A renewed attack on HIV

The 'A novel non-integrating replication limited lentiviral-based vector for HIV vaccination' (HIVNONILV) project has started work on the development of a novel lentivirus vector that is non-integrating (NONI-LV) and replication-limited. This strategy improves the safety of using DNA vaccines as both features carry inherent risks including mutagenesis after insertion in the host genome.

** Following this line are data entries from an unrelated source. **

//! Unified error handling for storefront.

use axum::{
    Json,
    http::StatusCode,
    response::{IntoResponse, Response},
};
use serde_json::json;
use thiserror::Error;

use velora_core::ValidationError;

use crate::db::RepositoryError;
use crate::services::CheckoutError;

/// Application-level error type for the storefront API.
#[derive(Debug, Error)]
pub enum AppError {
    /// Database operation failed.
    #[error("Database error: {0}")]
    Database(#[from] RepositoryError),

    /// Request input failed its pre-database checks.
    #[error("{0}")]
    Validation(#[from] ValidationError),

    /// Checkout was refused.
    #[error("{0}")]
    Checkout(#[from] CheckoutError),

    /// Resource not found.
    #[error("Not found: {0}")]
    NotFound(String),

    /// Bad request from client.
    #[error("{0}")]
    BadRequest(String),
}

/// Result type alias for storefront handlers.
pub type Result<T> = std::result::Result<T, AppError>;

impl AppError {
    fn status(&self) -> StatusCode {
        match self {
            Self::Database(RepositoryError::NotFound)
            | Self::Checkout(
                CheckoutError::ProductNotFound | CheckoutError::Repository(RepositoryError::NotFound),
            )
            | Self::NotFound(_) => StatusCode::NOT_FOUND,
            Self::Database(RepositoryError::Database(_))
            | Self::Checkout(CheckoutError::Repository(RepositoryError::Database(_))) => {
                StatusCode::INTERNAL_SERVER_ERROR
            }
            Self::Validation(_) | Self::Checkout(_) | Self::BadRequest(_) => {
                StatusCode::BAD_REQUEST
            }
        }
    }
}

impl IntoResponse for AppError {
    fn into_response(self) -> Response {
        let status = self.status();

        if status.is_server_error() {
            let event_id = sentry::capture_error(&self);
            tracing::error!(
                error = %self,
                sentry_event_id = %event_id,
                "Storefront request error"
            );
        }

        // Don't expose internal error details to clients
        let message = if status.is_server_error() {
            "Internal server error".to_owned()
        } else if status == StatusCode::NOT_FOUND {
            match &self {
                Self::NotFound(what) => format!("{what} not found"),
                Self::Checkout(CheckoutError::ProductNotFound) => self.to_string(),
                _ => "Not found".to_owned(),
            }
        } else {
            self.to_string()
        };

        (status, Json(json!({ "error": message }))).into_response()
    }
}
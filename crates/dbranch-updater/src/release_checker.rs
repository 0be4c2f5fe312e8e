// SPDX-License-Identifier: CC-BY-NC-ND-4.0

//! Release registry client

use crate::config::UpdaterConfig;
use crate::error::{Result, UpdateError};
use reqwest::blocking::Client;
use reqwest::header::ACCEPT;
use serde::{Deserialize, Serialize};

/// Latest published release, as reported by the registry.
#[derive(Debug, Clone, PartialEq, Eq)]
pub struct ReleaseDescriptor {
    /// Tag name (e.g., "v1.4.0")
    pub tag: String,
    pub display_name: String,
    pub release_url: String,
}

#[derive(Debug, Deserialize, Serialize)]
struct RegistryRelease {
    tag_name: String,
    name: Option<String>,
    html_url: String,
}

pub fn user_agent(current_version: &str) -> String {
    format!("dbranch-updater/{current_version}")
}

/// Fetches the latest release descriptor from the registry endpoint.
#[derive(Debug)]
pub struct ReleaseSource {
    client: Client,
    registry_url: String,
}

impl ReleaseSource {
    pub fn new(config: &UpdaterConfig, current_version: &str) -> Result<Self> {
        let client = Client::builder()
            .user_agent(user_agent(current_version))
            .timeout(config.metadata_timeout())
            .build()
            .map_err(|e| UpdateError::Config(format!("Failed to build HTTP client: {e}")))?;

        Ok(Self {
            client,
            registry_url: config.registry_url.clone(),
        })
    }

    pub fn fetch_latest(&self) -> Result<ReleaseDescriptor> {
        let url = self.registry_url.as_str();
        tracing::debug!("Fetching latest release from {url}");

        let response = self
            .client
            .get(url)
            .header(ACCEPT, "application/json")
            .send()
            .map_err(|source| UpdateError::Network {
                url: url.to_owned(),
                source,
            })?;

        let status = response.status();
        if !status.is_success() {
            let body = response.text().unwrap_or_default();
            return Err(UpdateError::Protocol {
                url: url.to_owned(),
                message: format!("registry returned {status}: {}", body.trim()),
            });
        }

        let release: RegistryRelease = response.json().map_err(|e| UpdateError::Protocol {
            url: url.to_owned(),
            message: format!("malformed release descriptor: {e}"),
        })?;

        let tag = release.tag_name.trim();
        if tag.is_empty() {
            return Err(UpdateError::Protocol {
                url: url.to_owned(),
                message: "release descriptor has an empty tag_name".to_owned(),
            });
        }

        Ok(ReleaseDescriptor {
            tag: tag.to_owned(),
            display_name: release
                .name
                .filter(|n| !n.trim().is_empty())
                .unwrap_or_else(|| tag.to_owned()),
            release_url: release.html_url,
        })
    }
}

Project members' previous research revealed that these vectors will induce protective immune responses against challenge viruses. These challenge viruses, based on the monkey equivalent of HIV, simian immunodeficiency virus (SIV), are notoriously hard to control by vaccination. HIVNONILV researchers are evaluating the safety, immunogenicity, and efficacy of their novel NONI-LV vector against pathogenic viruses in the macaque model of HIV vaccine.

Results so far demonstrate that a single dose delivery of the DNA vaccine promoted generation of vaccine-specific CD8+ and CD4+ T cells. Importantly, these have immediate and recallable immune activity even in the absence of persistent antigen stimulation. So far, this has only been achieved using replication competent and persistent recombinant HIV viral vectors.

The work of the HIVNONILV project has important ramifications. Probably the most significant of these is that the DNA vaccine produces particles limited to a single cycle of infection.